Now, after half a century, Grass, inheritor of the mantle of Heinrich Boll, has dared to write about this chapter of German history. Boll's generation, after all, had been weighed down by the stricture of Theodor Adorno: "It is barbaric to write a poem after Auschwitz." Grass, who proclaimed that it was a duty "to take the goosesteps out of German language, to lure it out of its idylls and fogged inwardness" and declared that truth exists in the plural and that there is no such thing as a single truth but only multitude of truths, crabwalks through that episode to unfold that painful incident.

The narrator, a journalist born on that fateful day when his mother was lowered into a tugboat from the sinking ship, pieces together the little incidents from his mother's recall of that bleak day and the staccato information that his son is gathering on his website where he is engaged in a furious debate with a Jewish surfer. The narration is thus three-way, the grandmother's tale, the journalist's reportage and the hypertext of the cyberspace.

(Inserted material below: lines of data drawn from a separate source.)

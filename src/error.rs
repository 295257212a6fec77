use thiserror::Error;

/// Recoverable failures raised by the engine. None of these is fatal: callers
/// decide whether to fall back to market-only or model-only estimates.
#[derive(Error, Debug, Clone, PartialEq)]
pub enum EngineError {
    #[error("invalid odds {value}: {reason}")]
    InvalidOdds { value: f64, reason: &'static str },

    #[error("invalid probability {value}: must lie in (0, 1]")]
    InvalidProbability { value: f64 },

    #[error("incomplete market: {reason}")]
    IncompleteMarket { reason: String },

    #[error("insufficient form data for {team}: no matches recorded")]
    InsufficientFormData { team: String },

    #[error("invalid stake {value}: must be positive and finite")]
    InvalidStake { value: f64 },

    #[error("invalid value for {field}: {reason}")]
    InvalidConfig { field: &'static str, reason: String },

    #[error("no data: {0}")]
    NoData(String),
}

pub type Result<T> = std::result::Result<T, EngineError>;

/// Reject probabilities outside (0, 1] or non-finite.
pub(crate) fn check_probability(p: f64) -> Result<f64> {
    if p.is_finite() && p > 0.0 && p <= 1.0 {
        Ok(p)
    } else {
        Err(EngineError::InvalidProbability { value: p })
    }
}

pub(crate) fn check_stake(stake: f64) -> Result<f64> {
    if stake.is_finite() && stake > 0.0 {
        Ok(stake)
    } else {
        Err(EngineError::InvalidStake { value: stake })
    }
}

The narrator's mother, Tullu, invariably brings the topic of the sinking of the ship at Sunday lunches and has a tendency to speak loudly and just at the wrong time, about which her friend says, smiling: "That's Tullu's way. She says things that people don't wish to hear. Of course, she exaggerates a bit." Tullu's graphic memory of the night, when she was being transferred to the tugboat as she gives birth to her son, is of the bodies going down under the freezing water, a scene that turns her hair, at the age of 18, all white. This is the scene that she keeps referring to at her dinners. And at the same time when she hears, in 1953, about the death of Stalin, she lights candles in her kitchen and cries her eyes out. Ironically enough this loyal citizen of East Germany sends her grandson to the western part and, for good measure, presents him with a computer.

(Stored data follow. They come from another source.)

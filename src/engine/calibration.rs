//! Platt-style recalibration of match-outcome forecasts.
//!
//! Every outcome probability of a forecast is mapped through
//! `q = sigmoid(a·logit(p) + b)` and the outcome set is renormalized. The two
//! parameters are shared across outcomes and fitted on settled fixtures (a
//! forecast plus the label that actually happened) by minimising the
//! multi-outcome log-loss of the renormalized forecast.

use serde::{Deserialize, Serialize};
use tracing::{debug, info};

use crate::engine::logistic::{logit, sigmoid};
use crate::error::{EngineError, Result};
use crate::models::Distribution;

/// Probabilities are kept this far from 0 and 1 before taking log-odds.
const EPS: f64 = 1e-4;

/// Fewer settled fixtures than this cannot support a fit.
const MIN_SAMPLES: usize = 8;

#[derive(Debug, Clone, Copy, PartialEq, Serialize, Deserialize)]
pub struct PlattCalibration {
    pub a: f64,
    pub b: f64,
}

impl Default for PlattCalibration {
    /// Identity mapping.
    fn default() -> Self {
        PlattCalibration { a: 1.0, b: 0.0 }
    }
}

/// One settled fixture: what the model said, and what happened.
#[derive(Debug, Clone, PartialEq, Serialize, Deserialize)]
pub struct CalibrationSample {
    pub forecast: Distribution,
    /// Label of the outcome that occurred, e.g. "draw"
    pub result: String,
}

impl CalibrationSample {
    pub fn new(forecast: Distribution, result: impl Into<String>) -> Self {
        CalibrationSample {
            forecast,
            result: result.into(),
        }
    }
}

#[derive(Debug, Clone, Copy, PartialEq, Serialize, Deserialize)]
#[serde(default)]
pub struct FitConfig {
    pub max_iters: usize,
    /// Initial step size; halved whenever a step would increase the loss
    pub learning_rate: f64,
    /// Shrinkage of `a` towards the identity slope
    pub l2: f64,
    /// Stop once the gradient norm falls below this
    pub tolerance: f64,
}

impl Default for FitConfig {
    fn default() -> Self {
        FitConfig {
            max_iters: 500,
            learning_rate: 0.5,
            l2: 1e-3,
            tolerance: 1e-7,
        }
    }
}

#[derive(Debug, Clone, Copy, PartialEq, Serialize)]
pub struct FitMetrics {
    pub samples: usize,
    pub iterations: usize,
    pub logloss_before: f64,
    pub logloss_after: f64,
    /// Multi-outcome Brier score, Σ (p_i − y_i)² averaged over fixtures
    pub brier_before: f64,
    pub brier_after: f64,
}

#[derive(Debug, Clone, Copy, PartialEq, Serialize)]
pub struct FitResult {
    pub calibration: PlattCalibration,
    pub metrics: FitMetrics,
}

impl FitResult {
    /// Relative log-loss improvement (0 when the fit made things worse).
    pub fn logloss_improvement(&self) -> f64 {
        let before = self.metrics.logloss_before.max(1e-9);
        ((self.metrics.logloss_before - self.metrics.logloss_after) / before).max(0.0)
    }
}

fn bounded_logit(p: f64) -> f64 {
    logit(p.clamp(EPS, 1.0 - EPS))
}

pub fn apply_platt(raw_prob: f64, model: PlattCalibration) -> f64 {
    sigmoid(model.a * bounded_logit(raw_prob) + model.b)
}

/// Calibrate every outcome of a model distribution, then renormalize.
pub fn calibrate_distribution(
    dist: &Distribution,
    model: PlattCalibration,
) -> Result<Distribution> {
    Distribution::from_pairs(
        dist.outcomes
            .iter()
            .map(|o| (o.label.clone(), apply_platt(o.probability, model))),
    )
    .normalized()
}

/// A settled fixture reduced to what the optimiser needs.
struct Settled {
    /// Normalized forecast probabilities
    raw: Vec<f64>,
    logits: Vec<f64>,
    winner: usize,
}

fn settle(samples: &[CalibrationSample]) -> Result<Vec<Settled>> {
    samples
        .iter()
        .map(|s| {
            let forecast = s.forecast.normalized()?;
            let winner = forecast
                .outcomes
                .iter()
                .position(|o| o.label.eq_ignore_ascii_case(&s.result))
                .ok_or_else(|| EngineError::IncompleteMarket {
                    reason: format!("forecast has no outcome '{}'", s.result),
                })?;
            let raw = forecast.probabilities();
            let logits = raw.iter().map(|p| bounded_logit(*p)).collect();
            Ok(Settled {
                raw,
                logits,
                winner,
            })
        })
        .collect()
}

/// Mean loss and gradient for `(a, b)`. Per fixture, with `q_i` the mapped
/// probabilities and `Q = Σ q_i`, the loss is `ln Q − ln q_winner`.
fn objective(data: &[Settled], a: f64, b: f64, l2: f64) -> (f64, f64, f64) {
    let n = data.len() as f64;
    let (mut loss, mut grad_a, mut grad_b) = (0.0, 0.0, 0.0);
    for s in data {
        let q: Vec<f64> = s.logits.iter().map(|x| sigmoid(a * x + b)).collect();
        let total: f64 = q.iter().sum();
        let q_win = q[s.winner].max(f64::MIN_POSITIVE);
        loss += total.ln() - q_win.ln();
        for (qi, xi) in q.iter().zip(&s.logits) {
            let slope = qi * (1.0 - qi) / total;
            grad_a += slope * xi;
            grad_b += slope;
        }
        grad_a -= (1.0 - q_win) * s.logits[s.winner];
        grad_b -= 1.0 - q_win;
    }
    (
        loss / n + 0.5 * l2 * (a - 1.0).powi(2),
        grad_a / n + l2 * (a - 1.0),
        grad_b / n,
    )
}

/// (log-loss, Brier) of a set of forecasts for one fixture's winner.
fn score(probs: &[f64], winner: usize) -> (f64, f64) {
    let logloss = -probs[winner].clamp(EPS, 1.0).ln();
    let brier = probs
        .iter()
        .enumerate()
        .map(|(i, p)| {
            let y = if i == winner { 1.0 } else { 0.0 };
            (p - y).powi(2)
        })
        .sum();
    (logloss, brier)
}

/// Fit a shared Platt mapping on settled fixtures by gradient descent with a
/// step-halving line search. At least two different results must occur.
pub fn fit_platt(samples: &[CalibrationSample], config: &FitConfig) -> Result<FitResult> {
    if samples.len() < MIN_SAMPLES {
        return Err(EngineError::NoData(format!(
            "calibration needs at least {} settled fixtures, got {}",
            MIN_SAMPLES,
            samples.len()
        )));
    }
    let data = settle(samples)?;
    let first = &samples[0].result;
    if samples.iter().all(|s| s.result.eq_ignore_ascii_case(first)) {
        return Err(EngineError::NoData(format!(
            "every settled fixture ended '{}'; nothing to calibrate against",
            first
        )));
    }

    let (mut a, mut b) = (1.0, 0.0);
    let (mut loss, mut grad_a, mut grad_b) = objective(&data, a, b, config.l2);
    let mut lr = config.learning_rate;
    let mut iterations = 0;
    while iterations < config.max_iters {
        iterations += 1;
        if grad_a.hypot(grad_b) < config.tolerance {
            break;
        }
        let (next_a, next_b) = (a - lr * grad_a, b - lr * grad_b);
        let (next_loss, next_ga, next_gb) = objective(&data, next_a, next_b, config.l2);
        if next_loss.is_finite() && next_loss <= loss {
            (a, b, loss, grad_a, grad_b) = (next_a, next_b, next_loss, next_ga, next_gb);
        } else {
            lr *= 0.5;
            if lr < 1e-12 {
                debug!("Calibration step size collapsed after {} iterations", iterations);
                break;
            }
        }
    }

    let model = PlattCalibration { a, b };
    let (mut ll_before, mut ll_after, mut br_before, mut br_after) = (0.0, 0.0, 0.0, 0.0);
    for s in &data {
        let mapped: Vec<f64> = s.raw.iter().map(|p| apply_platt(*p, model)).collect();
        let total: f64 = mapped.iter().sum();
        let calibrated: Vec<f64> = mapped.iter().map(|q| q / total).collect();
        let before = score(&s.raw, s.winner);
        let after = score(&calibrated, s.winner);
        ll_before += before.0;
        br_before += before.1;
        ll_after += after.0;
        br_after += after.1;
    }
    let n = data.len() as f64;
    let metrics = FitMetrics {
        samples: data.len(),
        iterations,
        logloss_before: ll_before / n,
        logloss_after: ll_after / n,
        brier_before: br_before / n,
        brier_after: br_after / n,
    };
    info!(
        "Calibration on {} fixtures: a={:.4}, b={:.4}, logloss {:.4}->{:.4}, brier {:.4}->{:.4}",
        metrics.samples,
        a,
        b,
        metrics.logloss_before,
        metrics.logloss_after,
        metrics.brier_before,
        metrics.brier_after
    );
    Ok(FitResult {
        calibration: model,
        metrics,
    })
}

Grass piles up irony and wry humour in his narration of the many layers and employs the hypertext of the new medium to good effect. Surfing his son's website he discovers that contemporary reports were posted in their original wording. Salutes were not "given" but "presented". The German salute was "presented" from the newest dimension, the cyberspace. Also in the Internet he makes another discovery, the translation of an appeal penned by the Russian writer Elya Ehrenberg, calling upon all Russian soldiers to "murder, rape and take revenge for the havoc wreaked by the fascist beasts on the fatherland, revenge of Mother Russia."

The long silence about the sinking of Gustlaff and other tragedies of that period — the saturation bombing of cities like Dresden, for example — was perhaps unavoidable. While owning up for the crimes that have been committed in her name, Germans, like Boll and Grass, have managed to win a degree of acceptance outside their country and at the same time marginalise the neo-Nazis emerging at home. And this is what Grass demonstrates with bravura — the need to discuss threadbare historical happenings. And he says unequivocally that this is not to equate German suffering with that of its victims but to acknowledge the tragedy of the century gone by.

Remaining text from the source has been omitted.